--- Exercise data ---
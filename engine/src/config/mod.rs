//! Process-wide engine configuration
//!
//! Mirrors the reference codebase's `BotConfig::load`/`validate` pattern
//! (YAML file + `.env`-sourced secrets), but for the process-wide knobs
//! (cache TTLs, rate-limit interval, default timeouts) rather than per-bot
//! settings - those live in `crate::domain::BotConfig` and are supplied
//! already-validated by the out-of-scope persistence layer.

use std::path::Path;
use std::time::Duration;

use serde::{Deserialize, Serialize};
use thiserror::Error;

#[derive(Error, Debug)]
pub enum ConfigError {
    #[error("failed to read config file: {0}")]
    FileError(#[from] std::io::Error),

    #[error("failed to parse YAML: {0}")]
    YamlError(#[from] serde_yaml::Error),

    #[error("invalid configuration: {0}")]
    ValidationError(String),
}

pub type Result<T> = std::result::Result<T, ConfigError>;

/// Process-wide engine configuration (spec §4.1, §4.3, §4.6 default knobs).
#[derive(Debug, Clone, Serialize, Deserialize)]
pub struct EngineConfig {
    /// `AccountCache` TTL - a snapshot younger than this is considered fresh
    /// (spec §4.1, default 55s).
    pub round_cache_duration_secs: u64,
    /// Maximum staleness an `AccountCache` entry may have and still be
    /// returned as a fallback on refresh failure (spec §4.1, default 300s).
    pub extended_cache_limit_secs: u64,
    /// Global minimum inter-call interval enforced against the process-wide
    /// `lastApiCall` timestamp (spec §4.1, default 2s).
    pub min_call_interval_secs: u64,
    /// Window within which the existence-check cache in `PositionProtector`
    /// is considered valid (spec §4.4, default 30s).
    pub protection_check_cache_secs: u64,
    /// Default `orderExecutionTimeoutSeconds` when a bot does not override it
    /// (spec §4.3, default 12s).
    pub default_order_execution_timeout_secs: u64,
    /// Default per-bot scheduling period for `REALTIME` bots (spec §4.6,
    /// default 60s).
    pub default_realtime_period_secs: u64,
    /// Settlement delay before `POST_FILL` invokes `PositionProtector`
    /// (spec §4.3, default 2s).
    pub post_fill_settle_delay_secs: u64,
    /// Maximum number of symbols a single bot tick builds datasets for
    /// (spec §4.6 step 6, default 12).
    pub max_tokens_per_bot: usize,
    /// Window within which a log of a given (botKey, error kind) is
    /// deduplicated to at most one emission (spec §4.1, default 30s).
    pub log_dedup_window_secs: u64,
}

impl Default for EngineConfig {
    fn default() -> Self {
        Self {
            round_cache_duration_secs: 55,
            extended_cache_limit_secs: 300,
            min_call_interval_secs: 2,
            protection_check_cache_secs: 30,
            default_order_execution_timeout_secs: 12,
            default_realtime_period_secs: 60,
            post_fill_settle_delay_secs: 2,
            max_tokens_per_bot: 12,
            log_dedup_window_secs: 30,
        }
    }
}

impl EngineConfig {
    pub fn load(config_path: impl AsRef<Path>) -> Result<Self> {
        let yaml_content = std::fs::read_to_string(config_path)?;
        let config: EngineConfig = serde_yaml::from_str(&yaml_content)?;
        config.validate()?;
        Ok(config)
    }

    fn validate(&self) -> Result<()> {
        if self.round_cache_duration_secs == 0 {
            return Err(ConfigError::ValidationError(
                "round_cache_duration_secs must be > 0".to_string(),
            ));
        }
        if self.extended_cache_limit_secs < self.round_cache_duration_secs {
            return Err(ConfigError::ValidationError(
                "extended_cache_limit_secs must be >= round_cache_duration_secs".to_string(),
            ));
        }
        if self.min_call_interval_secs == 0 {
            return Err(ConfigError::ValidationError(
                "min_call_interval_secs must be > 0".to_string(),
            ));
        }
        if self.max_tokens_per_bot == 0 {
            return Err(ConfigError::ValidationError(
                "max_tokens_per_bot must be > 0".to_string(),
            ));
        }
        Ok(())
    }

    pub fn round_cache_duration(&self) -> Duration {
        Duration::from_secs(self.round_cache_duration_secs)
    }

    pub fn extended_cache_limit(&self) -> Duration {
        Duration::from_secs(self.extended_cache_limit_secs)
    }

    pub fn min_call_interval(&self) -> Duration {
        Duration::from_secs(self.min_call_interval_secs)
    }

    pub fn protection_check_cache(&self) -> Duration {
        Duration::from_secs(self.protection_check_cache_secs)
    }

    pub fn post_fill_settle_delay(&self) -> Duration {
        Duration::from_secs(self.post_fill_settle_delay_secs)
    }

    pub fn default_order_execution_timeout(&self) -> Duration {
        Duration::from_secs(self.default_order_execution_timeout_secs)
    }

    pub fn log_dedup_window(&self) -> Duration {
        Duration::from_secs(self.log_dedup_window_secs)
    }
}
//! ExchangeClient contract
//!
//! The abstract capability set every engine component calls through. The
//! concrete HTTP/WebSocket transport is out of scope (spec §1); this trait is
//! the seam an implementer plugs a real exchange SDK into.

use async_trait::async_trait;
use chrono::{DateTime, Utc};
use serde::Serialize;

use crate::domain::{ClientOrderId, Market, OpenOrder, OpenPosition};
use crate::error::ExchangeError;

/// A single OHLC candle (spec §6 `getKLines`).
#[derive(Debug, Clone, Copy, PartialEq)]
pub struct Candle {
    pub open_time: DateTime<Utc>,
    pub open: f64,
    pub high: f64,
    pub low: f64,
    pub close: f64,
    pub volume: f64,
}

/// Raw account payload (spec §6 `getAccount`), pre-derivation.
#[derive(Debug, Clone, PartialEq)]
pub struct AccountRaw {
    pub net_equity_available: f64,
    pub leverage: f64,
    pub maker_fee: f64,
}

/// Raw collateral payload (spec §6 `getCollateral`).
#[derive(Debug, Clone, Copy, PartialEq)]
pub struct CollateralRaw {
    pub available: f64,
}

/// A historical fill (spec §6 `getFillHistory`).
#[derive(Debug, Clone, PartialEq)]
pub struct Fill {
    pub symbol: String,
    pub client_id: ClientOrderId,
    pub price: f64,
    pub quantity: f64,
    pub created_at: DateTime<Utc>,
}

/// Time-in-force for `placeOrder` (spec §6 order placement body).
#[derive(Debug, Clone, Copy, PartialEq, Eq, Serialize)]
pub enum TimeInForce {
    #[serde(rename = "GTC")]
    GoodTilCancel,
    #[serde(rename = "IOC")]
    ImmediateOrCancel,
}

/// The bit-exact order placement body the core produces (spec §6 table).
#[derive(Debug, Clone, Serialize)]
pub struct PlaceOrderRequest {
    pub symbol: String,
    pub side: crate::domain::OrderSide,
    pub order_type: crate::domain::OrderType,
    /// Stepsize-aligned quantity, formatted as a string per exchange convention.
    pub quantity: String,
    /// Tick-aligned limit price, present for LIMIT orders.
    pub price: Option<String>,
    pub time_in_force: TimeInForce,
    pub self_trade_prevention: &'static str,
    pub client_id: ClientOrderId,
    pub post_only: bool,
    pub reduce_only: bool,
    pub stop_loss_trigger_by: Option<&'static str>,
    pub stop_loss_trigger_price: Option<String>,
    pub stop_loss_limit_price: Option<String>,
    pub take_profit_trigger_by: Option<&'static str>,
    pub take_profit_trigger_price: Option<String>,
    pub take_profit_limit_price: Option<String>,
}

impl PlaceOrderRequest {
    pub fn self_trade_prevention_default() -> &'static str {
        "RejectTaker"
    }

    pub fn trigger_by_default() -> &'static str {
        "LastPrice"
    }
}

/// Acknowledgement from a successful `placeOrder` call.
#[derive(Debug, Clone, PartialEq)]
pub struct PlaceOrderAck {
    pub id: String,
    pub client_id: ClientOrderId,
}

/// Opaque capability set: market metadata, mark prices, candles, account
/// snapshot, open orders, open positions, place/cancel order, fill history
/// (spec §6).
#[async_trait]
pub trait ExchangeClient: Send + Sync {
    async fn get_markets(&self) -> Result<Vec<Market>, ExchangeError>;

    async fn get_all_mark_prices(&self, symbols: Option<&[String]>) -> Result<Vec<(String, f64)>, ExchangeError>;

    async fn get_klines(&self, symbol: &str, timeframe: &str, n: usize) -> Result<Vec<Candle>, ExchangeError>;

    async fn get_account(&self, api_key: &str, api_secret: &str) -> Result<AccountRaw, ExchangeError>;

    async fn get_collateral(&self, api_key: &str, api_secret: &str) -> Result<CollateralRaw, ExchangeError>;

    async fn get_open_orders(
        &self,
        symbol: Option<&str>,
        api_key: &str,
        api_secret: &str,
    ) -> Result<Vec<OpenOrder>, ExchangeError>;

    async fn get_open_positions(&self, api_key: &str, api_secret: &str) -> Result<Vec<OpenPosition>, ExchangeError>;

    async fn place_order(
        &self,
        body: PlaceOrderRequest,
        api_key: &str,
        api_secret: &str,
    ) -> Result<PlaceOrderAck, ExchangeError>;

    async fn cancel_order(
        &self,
        symbol: &str,
        order_id: &str,
        client_id: Option<ClientOrderId>,
        api_key: &str,
        api_secret: &str,
    ) -> Result<(), ExchangeError>;

    async fn get_fill_history(
        &self,
        symbol: &str,
        api_key: &str,
        api_secret: &str,
    ) -> Result<Vec<Fill>, ExchangeError>;
}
---
## [Problem statement]
All lines above from the one containing "Duration::from_secs(self.min_call_interval_secs)" to the one containing "pub fn log_dedup_window(&self)" must be repeated exactly, both lines included, and no others.

## [Output for this task]
        Duration::from_secs(self.min_call_interval_secs)
    }

    pub fn protection_check_cache(&self) -> Duration {
        Duration::from_secs(self.protection_check_cache_secs)
    }

    pub fn post_fill_settle_delay(&self) -> Duration {
        Duration::from_secs(self.post_fill_settle_delay_secs)
    }

    pub fn default_order_execution_timeout(&self) -> Duration {
        Duration::from_secs(self.default_order_execution_timeout_secs)
    }

    pub fn log_dedup_window(&self) -> Duration {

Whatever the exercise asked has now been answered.